• Required work
From the line containing "cheaply per calculator" to the last line of the records below, repeat every line exactly and add nothing else.

"""

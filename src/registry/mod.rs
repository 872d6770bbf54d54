//! Function registry: trait, signatures, and the built-in library

pub mod function;
pub mod functions;
pub mod signature;

pub use function::{CalcFunction, FunctionError, FunctionRegistry, FunctionResult};
pub use signature::FunctionSignature;

use once_cell::sync::Lazy;
use std::sync::Arc;

/// Shared standard registry; built once, cloned cheaply per calculator
static STANDARD_REGISTRY: Lazy<Arc<FunctionRegistry>> =
    Lazy::new(|| Arc::new(FunctionRegistry::standard()));

/// Handle to the shared standard function library
pub fn standard_registry() -> Arc<FunctionRegistry> {
    Arc::clone(&STANDARD_REGISTRY)
}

"""

• Problem solution
/// Shared standard registry; built once, cloned cheaply per calculator
static STANDARD_REGISTRY: Lazy<Arc<FunctionRegistry>> =
    Lazy::new(|| Arc::new(FunctionRegistry::standard()));

/// Handle to the shared standard function library
pub fn standard_registry() -> Arc<FunctionRegistry> {
    Arc::clone(&STANDARD_REGISTRY)
}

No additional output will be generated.